The Torlonia Vase or Cesi-Albani-Torlonia Vase is a colossal and celebrated neo-Attic Roman white marble vase, 1.8 m tall, made in the 1st century BCE, which has passed through several prominent collections of antiquities before coming into the possession of the Princes Torlonia in Rome.

The vase is of calyx krater shape, with a high frieze carved with a Bacchic symposium and an everted rim, standing on a gadrooned base imitative of metalwork. It has three handles, joined to the body with bearded satyrs' masks. It stands on three lion's legs, and a triangular base, all provided for it in the 16th century. For centuries, until the discovery of the Tazza Albani, it was the largest in diameter of known antique vases.

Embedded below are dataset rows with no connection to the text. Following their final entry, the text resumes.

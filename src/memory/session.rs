// src/memory/session.rs
// Session lifecycle and per-session serialisation
//
// Every per-session mutation goes through this manager. Each session
// carries an async mutex; the orchestrator holds it for the whole query
// so turn appends, analytics buffering and the summary counter can
// never interleave within one session, while distinct sessions run
// fully in parallel.

use std::collections::HashMap;
use std::sync::Arc;

use chrono::Utc;
use tokio::sync::{Mutex, RwLock};
use tracing::{info, warn};
use uuid::Uuid;

use crate::analytics::{AnalyticsBuffer, QueryMetrics, QueryRecord, TokenTracker};
use crate::archive::{Archive, SessionEndBatch};
use crate::config::MemoryConfig;
use crate::error::{AgentError, Result};
use crate::memory::cache::ConversationCache;
use crate::memory::summary::Summarizer;
use crate::memory::types::{LlmContext, SessionInfo, Turn, TurnMetadata, TurnRole};

/// Mutable per-session state, guarded by the session mutex
pub struct SessionState {
    pub info: SessionInfo,
    /// Messages since the last rolling summary
    pub summary_counter: u32,
    /// Related-document titles surfaced by earlier answers
    pub related_docs: Vec<String>,
}

/// Handle owning a session's lock and state
pub struct SessionHandle {
    pub state: Mutex<SessionState>,
}

/// Owns the per-session lifecycle and composes cache, analytics buffer,
/// cost meter, summariser and archive.
pub struct SessionManager {
    cache: Arc<ConversationCache>,
    buffer: Arc<AnalyticsBuffer>,
    meter: Arc<TokenTracker>,
    summarizer: Arc<Summarizer>,
    archive: Arc<dyn Archive>,
    config: MemoryConfig,
    sessions: RwLock<HashMap<String, Arc<SessionHandle>>>,
}

impl SessionManager {
    pub fn new(
        cache: Arc<ConversationCache>,
        buffer: Arc<AnalyticsBuffer>,
        meter: Arc<TokenTracker>,
        summarizer: Arc<Summarizer>,
        archive: Arc<dyn Archive>,
        config: MemoryConfig,
    ) -> Self {
        Self {
            cache,
            buffer,
            meter,
            summarizer,
            archive,
            config,
            sessions: RwLock::new(HashMap::new()),
        }
    }

    pub fn cache(&self) -> &ConversationCache {
        &self.cache
    }

    pub fn analytics(&self) -> &AnalyticsBuffer {
        &self.buffer
    }

    /// Create a fresh session with an opaque id
    pub async fn create_session(&self, user_info: Option<serde_json::Value>) -> String {
        let session_id = Uuid::new_v4().to_string();
        let now = Utc::now();

        let handle = Arc::new(SessionHandle {
            state: Mutex::new(SessionState {
                info: SessionInfo {
                    id: session_id.clone(),
                    created_at: now,
                    last_activity: now,
                    user_info,
                    message_count: 0,
                },
                summary_counter: 0,
                related_docs: Vec::new(),
            }),
        });

        let mut sessions = self.sessions.write().await;
        sessions.insert(session_id.clone(), handle);
        info!(session_id = %session_id, "Session created");
        session_id
    }

    /// Look up a live session handle, enforcing the inactivity timeout
    /// and the extended lifetime cap. Expired sessions are flushed and
    /// surface as not found; a successful lookup refreshes activity.
    pub async fn handle(&self, session_id: &str) -> Option<Arc<SessionHandle>> {
        let handle = {
            let sessions = self.sessions.read().await;
            sessions.get(session_id).cloned()
        }?;

        let expiry = {
            let mut state = handle.state.lock().await;
            let now = Utc::now();
            let inactive_secs = (now - state.info.last_activity).num_seconds();
            let age_secs = (now - state.info.created_at).num_seconds();

            if age_secs > self.config.session_max_secs {
                Some("max_duration")
            } else if inactive_secs > self.config.session_timeout_secs {
                Some("timeout")
            } else {
                state.info.last_activity = now;
                None
            }
        };

        match expiry {
            Some(reason) => {
                info!(session_id, reason, "Session expired, flushing");
                if let Err(e) = self.end_session(session_id, None, reason).await {
                    warn!(session_id, error = %e, "Expiry flush failed");
                }
                None
            }
            None => Some(handle),
        }
    }

    /// Session metadata, or None when unknown/expired
    pub async fn get_session(&self, session_id: &str) -> Option<SessionInfo> {
        let handle = self.handle(session_id).await?;
        let state = handle.state.lock().await;
        Some(state.info.clone())
    }

    /// Append a turn. Assistant turns also buffer an analytics record
    /// keyed to the preceding user turn, and every append advances the
    /// summary counter; hitting the interval triggers the rolling
    /// summariser (after the turn is already in the cache).
    pub async fn add_message(
        &self,
        state: &mut SessionState,
        role: TurnRole,
        content: &str,
        metadata: Option<TurnMetadata>,
        metrics: Option<QueryMetrics>,
    ) -> Result<()> {
        let session_id = state.info.id.clone();
        let turn = Turn {
            role,
            content: content.to_string(),
            timestamp: Utc::now(),
            metadata,
        };
        self.cache.add_turn(&session_id, &turn).await?;

        state.info.message_count += 1;
        state.info.last_activity = Utc::now();

        if role == TurnRole::Assistant {
            // The preceding user turn is the question this turn answers
            let recent = self.cache.turns(&session_id, 2).await;
            let query_text = recent
                .iter()
                .rev()
                .find(|t| t.role == TurnRole::User)
                .map(|t| t.content.clone())
                .unwrap_or_else(|| "Unknown query".to_string());

            self.buffer.push(
                &session_id,
                QueryRecord {
                    query_text,
                    response_text: content.to_string(),
                    timestamp: Utc::now(),
                    metrics: metrics.unwrap_or_default(),
                },
            );
        }

        state.summary_counter += 1;
        // Only assistant appends may trigger the summariser: the interval
        // can be reached mid-query, and the summary must never run
        // between a question and its answer.
        if role == TurnRole::Assistant && state.summary_counter >= self.config.summary_interval {
            self.refresh_rolling_summary(&session_id).await;
            // Reset even on failure so a broken summariser cannot spin
            state.summary_counter = 0;
        }

        Ok(())
    }

    async fn refresh_rolling_summary(&self, session_id: &str) {
        let previous = self.cache.summary(session_id).await;
        let recent = self
            .cache
            .turns(session_id, self.config.summary_interval as usize)
            .await;
        if recent.is_empty() {
            return;
        }

        match self
            .summarizer
            .rolling(previous.as_ref(), &recent, session_id)
            .await
        {
            Ok(summary) => {
                if let Err(e) = self.cache.store_summary(session_id, &summary).await {
                    warn!(session_id, error = %e, "Failed to store rolling summary");
                }
            }
            Err(e) => {
                warn!(session_id, error = %e, "Rolling summary failed, keeping previous");
            }
        }
    }

    /// Conversation context for LLM calls: recent turns, the rolling
    /// summary, and a pre-formatted block joining both.
    pub async fn get_context_for_llm(&self, session_id: &str) -> LlmContext {
        let messages = self
            .cache
            .turns(session_id, self.config.context_messages)
            .await;
        let summary = self.cache.summary(session_id).await;

        let mut lines = Vec::new();
        if let Some(ref summary) = summary {
            lines.push("=== CONVERSATION SUMMARY ===".to_string());
            lines.push(format!("Overview: {}", summary.summary));
            if let Some(ref topic) = summary.current_topic {
                lines.push(format!("Current Topic: {topic}"));
            }
            lines.push(format!("State: {}", summary.conversation_state.as_str()));
            if !summary.key_facts.is_empty() {
                lines.push(format!("Key Facts: {}", summary.key_facts.join(", ")));
            }
            lines.push(String::new());
        }
        if !messages.is_empty() {
            lines.push("=== RECENT MESSAGES ===".to_string());
            for turn in &messages {
                lines.push(format!("{}: {}", turn.role.as_str().to_uppercase(), turn.content));
            }
        }

        LlmContext {
            messages,
            summary,
            formatted: lines.join("\n"),
        }
    }

    /// End a session: one batch write (final summary, analytics, user
    /// counters, recent sessions), then clear every live trace of it.
    /// Archive failure is logged and dropped; the cache is cleared
    /// regardless so a stuck session cannot survive its own end.
    pub async fn end_session(
        &self,
        session_id: &str,
        agent_id: Option<&str>,
        reason: &str,
    ) -> Result<()> {
        let handle = {
            let mut sessions = self.sessions.write().await;
            sessions
                .remove(session_id)
                .ok_or_else(|| AgentError::SessionNotFound(session_id.to_string()))?
        };
        let state = handle.state.lock().await;

        info!(session_id, reason, "Ending session");

        let all_turns = self.cache.turns(session_id, 100).await;
        let queries = self.buffer.take(session_id);
        let cost = self.meter.breakdown(session_id);
        let final_summary = self.summarizer.final_summary(&all_turns, session_id).await;

        let agent_id = agent_id
            .map(String::from)
            .or_else(|| {
                state
                    .info
                    .user_info
                    .as_ref()
                    .and_then(|u| u.get("agent_id"))
                    .and_then(|v| v.as_str())
                    .map(String::from)
            })
            .unwrap_or_else(|| "anonymous".to_string());

        let batch = SessionEndBatch {
            session_id: session_id.to_string(),
            agent_id,
            reason: reason.to_string(),
            final_summary,
            queries,
            cost,
            user_info: state.info.user_info.clone(),
            ended_at: Utc::now(),
        };

        if let Err(e) = self.archive.write_session_end(batch).await {
            // Accept data loss over a stuck session
            warn!(session_id, error = %e, "End-of-session archive write failed, dropping batch");
        }

        self.cache.clear_session(session_id).await;
        self.meter.clear(session_id);
        info!(session_id, "Session ended and cleared");
        Ok(())
    }

    /// Flush sessions whose inactivity exceeds the timeout. Returns how
    /// many were ended. Run periodically from a background task.
    pub async fn sweep_expired(&self) -> usize {
        let candidates: Vec<String> = {
            let sessions = self.sessions.read().await;
            sessions.keys().cloned().collect()
        };

        let mut ended = 0;
        for session_id in candidates {
            let expired = {
                let sessions = self.sessions.read().await;
                match sessions.get(&session_id) {
                    Some(handle) => {
                        let state = handle.state.lock().await;
                        let now = Utc::now();
                        (now - state.info.last_activity).num_seconds()
                            > self.config.session_timeout_secs
                            || (now - state.info.created_at).num_seconds()
                                > self.config.session_max_secs
                    }
                    None => false,
                }
            };
            if expired && self.end_session(&session_id, None, "timeout").await.is_ok() {
                ended += 1;
            }
        }
        ended
    }
}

The whereabouts of the vase can be traced through the interest it incited in artists, starting in the 16th century, when the vase was drilled to serve as a garden fountain. The earliest visual documentation is a drawing by Giuliano da Sangallo in the Barberini Codex, Vatican Library, made after 1488, which bears an inscription of its location, at Santa Cecilia in Trastevere, Rome. Amico Aspertini also made a drawing of the vase, but giving a location a santo francesco in tristeuaro. At any rate, by the time it was drawn by Maarten van Heemskerck in the 1530s the vase had been erected in the garden of Cardinal Paolo Emilio Cesi, on the northern slope of the Janiculum near St Peter's Basilica. A statue of Silenus emptying water from a wineskin into the vase, which had been drilled for use as a fountain, was associated with it. Ulisse Aldrovandi described it in a new, central position in the Cesi garden in 1550, with the Silenus standing inside the bowl of the vase; this revision was probably carried out for Cardinal Francesco Cesi. The Flemish artist Pieter Perret created an engraving of the Fountain with Silenus in the Garden of the Cesi Palace in 1581. Towards the end of the 16th century the contents of the Cesi garden began to be dispersed, and no further artistic record of the vase was made until the 18th century, when both the vase and the Silenus were purchased by Alessandro Albani. Luca Leoncini suggests the possibility that the vase had been in the Palazzo del Drago 'alle Quattro Fontane, which Albani purchased from the heirs of Cardinal Camillo Massimi, with all its contents.

In 1760 Albani moved it to his newly built Villa Albani, where the vase at first was a feature in the hall of the caffè, then in the villa's Porticus Romae. There, in Cardinal Albani's much-visited collection, it provided a model for the Piranesi Vase, a pastiche composed of various antique fragments and modern elements created by Giovanni Battista Piranesi.

When the Albani collection was eventually inherited by the Castelbarco family, the vase was resited in the villa's casina. In 1869 Prince Alessandro Torlonia, having inherited the collection, moved the vase to his private museum, leaving the Silenus at the Villa Albani.

A comparable neo-Attic marble vase was unearthed in fragmented condition near the Ospedale Santo Spirito, on the Lungotevere in Sassia, Rome, in 1929. It is conserved in the Museo Nazionale Romano.